[RECORDS]
-------

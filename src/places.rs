//! Route endpoints and their query-string encoding.

use crate::configuration::{FieldError, ValidationErrorKind, ValidationErrors};
use crate::{Error, Result};
use std::fmt;

/// Separator between places in the `origins` / `destinations` parameters.
pub const DELIMITER: &str = "|";

/// A route endpoint: a free-form address or a coordinate pair.
#[derive(Debug, Clone, PartialEq)]
pub enum Place {
    Address(String),
    LatLng { lat: f64, lng: f64 },
}

impl Place {
    pub fn address(address: impl Into<String>) -> Self {
        Place::Address(address.into())
    }

    pub fn lat_lng(lat: f64, lng: f64) -> Self {
        Place::LatLng { lat, lng }
    }

    /// Whether a coordinate pair is finite and on the globe. Addresses always are.
    pub fn is_valid(&self) -> bool {
        match self {
            Place::Address(_) => true,
            Place::LatLng { lat, lng } => {
                (-90.0..=90.0).contains(lat) && (-180.0..=180.0).contains(lng)
            }
        }
    }

    /// Render for the query string, rounding coordinates to `scale` decimals.
    pub fn to_param(&self, scale: u32) -> String {
        match self {
            Place::Address(address) => address.clone(),
            Place::LatLng { lat, lng } => format!("{},{}", round(*lat, scale), round(*lng, scale)),
        }
    }
}

impl From<&str> for Place {
    fn from(address: &str) -> Self {
        Place::Address(address.to_string())
    }
}

impl From<String> for Place {
    fn from(address: String) -> Self {
        Place::Address(address)
    }
}

impl From<(f64, f64)> for Place {
    fn from((lat, lng): (f64, f64)) -> Self {
        Place::LatLng { lat, lng }
    }
}

impl fmt::Display for Place {
    fn fmt(&self, f: &mut fmt::Formatter<'_>) -> fmt::Result {
        match self {
            Place::Address(address) => f.write_str(address),
            Place::LatLng { lat, lng } => write!(f, "{},{}", lat, lng),
        }
    }
}

fn round(value: f64, scale: u32) -> f64 {
    let factor = 10f64.powi(scale.min(15) as i32);
    (value * factor).round() / factor
}

/// Encode one endpoint list for the parameter named `field`.
///
/// With `encoded_polylines` every place must be a coordinate pair and the
/// list becomes `enc:<polyline>:`; otherwise places are joined with `|`.
pub fn encode_places(
    field: &str,
    places: &[Place],
    scale: u32,
    encoded_polylines: bool,
) -> Result<String> {
    if places.is_empty() {
        return Err(invalid(field, ValidationErrorKind::MissingPlaces, None));
    }
    if let Some(place) = places.iter().find(|p| !p.is_valid()) {
        return Err(invalid(
            field,
            ValidationErrorKind::InvalidCoordinate,
            Some(place.to_string()),
        ));
    }

    if !encoded_polylines {
        let parts: Vec<String> = places.iter().map(|p| p.to_param(scale)).collect();
        return Ok(parts.join(DELIMITER));
    }

    let mut points = Vec::with_capacity(places.len());
    for place in places {
        match place {
            Place::LatLng { lat, lng } => points.push((*lat, *lng)),
            Place::Address(address) => {
                return Err(invalid(
                    field,
                    ValidationErrorKind::AddressNotEncodable,
                    Some(address.clone()),
                ))
            }
        }
    }
    Ok(format!("enc:{}:", encode_polyline(&points)))
}

fn invalid(field: &str, kind: ValidationErrorKind, value: Option<String>) -> Error {
    let mut errors = ValidationErrors::new();
    errors.push(FieldError::new(field, kind, value));
    Error::Validation(errors)
}

/// Encode coordinates with the polyline algorithm (precision 1e5).
///
/// Points are expected to be valid coordinates; anything else encodes to
/// garbage but never panics.
pub fn encode_polyline(points: &[(f64, f64)]) -> String {
    let mut out = String::new();
    let (mut prev_lat, mut prev_lng) = (0i64, 0i64);
    for (lat, lng) in points {
        let lat = (lat * 1e5).round() as i64;
        let lng = (lng * 1e5).round() as i64;
        encode_value(lat.wrapping_sub(prev_lat), &mut out);
        encode_value(lng.wrapping_sub(prev_lng), &mut out);
        prev_lat = lat;
        prev_lng = lng;
    }
    out
}

fn encode_value(value: i64, out: &mut String) {
    // Zigzag: sign moves to the lowest bit.
    let mut v = ((value << 1) ^ (value >> 63)) as u64;
    while v >= 0x20 {
        out.push(char::from((0x20 | (v & 0x1f)) as u8 + 63));
        v >>= 5;
    }
    out.push(char::from(v as u8 + 63));
}

#[cfg(test)]
mod tests {
    use super::*;

    #[test]
    fn coordinates_are_rounded_to_scale() {
        let place = Place::lat_lng(59.9138204, 10.7387413);
        assert_eq!(place.to_param(5), "59.91382,10.73874");
        assert_eq!(place.to_param(2), "59.91,10.74");
        assert_eq!(Place::lat_lng(10.0, -3.5).to_param(5), "10,-3.5");
    }

    #[test]
    fn addresses_are_rendered_verbatim() {
        assert_eq!(Place::from("Karl Johans gate, Oslo").to_param(5), "Karl Johans gate, Oslo");
    }

    #[test]
    fn plain_places_are_joined_with_delimiter() {
        let places = vec![Place::from("Oslo"), Place::lat_lng(1.0, 2.0)];
        assert_eq!(encode_places("origins", &places, 5, false).unwrap(), "Oslo|1,2");
    }

    #[test]
    fn polyline_reference_example() {
        let points = [(38.5, -120.2), (40.7, -120.95), (43.252, -126.453)];
        assert_eq!(encode_polyline(&points), "_p~iF~ps|U_ulLnnqC_mqNvxq`@");
    }

    #[test]
    fn encoded_places_are_wrapped() {
        let places = vec![Place::lat_lng(38.5, -120.2)];
        assert_eq!(encode_places("origins", &places, 5, true).unwrap(), "enc:_p~iF~ps|U:");
    }

    #[test]
    fn addresses_cannot_be_polyline_encoded() {
        let places = vec![Place::lat_lng(38.5, -120.2), Place::from("Oslo")];
        match encode_places("destinations", &places, 5, true) {
            Err(Error::Validation(errors)) => {
                let error = errors.iter().next().unwrap();
                assert_eq!(error.field, "destinations");
                assert_eq!(error.kind, ValidationErrorKind::AddressNotEncodable);
            }
            other => panic!("unexpected: {:?}", other),
        }
    }

    #[test]
    fn off_globe_coordinates_are_rejected() {
        let bad = [
            Place::lat_lng(f64::INFINITY, 0.0),
            Place::lat_lng(f64::NAN, 10.0),
            Place::lat_lng(90.5, 0.0),
            Place::lat_lng(0.0, -180.01),
        ];
        for place in bad {
            for encoded in [false, true] {
                match encode_places("origins", &[Place::from((1.0, 2.0)), place.clone()], 5, encoded) {
                    Err(Error::Validation(errors)) => {
                        let error = errors.iter().next().unwrap();
                        assert_eq!(error.kind, ValidationErrorKind::InvalidCoordinate);
                        assert_eq!(error.value, Some(place.to_string()));
                    }
                    other => panic!("{place} (encoded: {encoded}): {:?}", other),
                }
            }
        }
        assert!(Place::lat_lng(-90.0, 180.0).is_valid());
    }

    #[test]
    fn polyline_encoding_never_panics() {
        let extremes = [
            (f64::INFINITY, f64::NEG_INFINITY),
            (f64::NEG_INFINITY, f64::NAN),
            (1e300, -1e300),
        ];
        assert!(!encode_polyline(&extremes).is_empty());
    }

    #[test]
    fn empty_lists_are_rejected() {
        assert!(matches!(
            encode_places("origins", &[], 5, false),
            Err(Error::Validation(_))
        ));
    }
}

-------

[WHAT YOU HAVE TO DO]
Tell how many lines in the data include the string "Result". Reply with the number and no other text.

[TASK SOLUTION]
3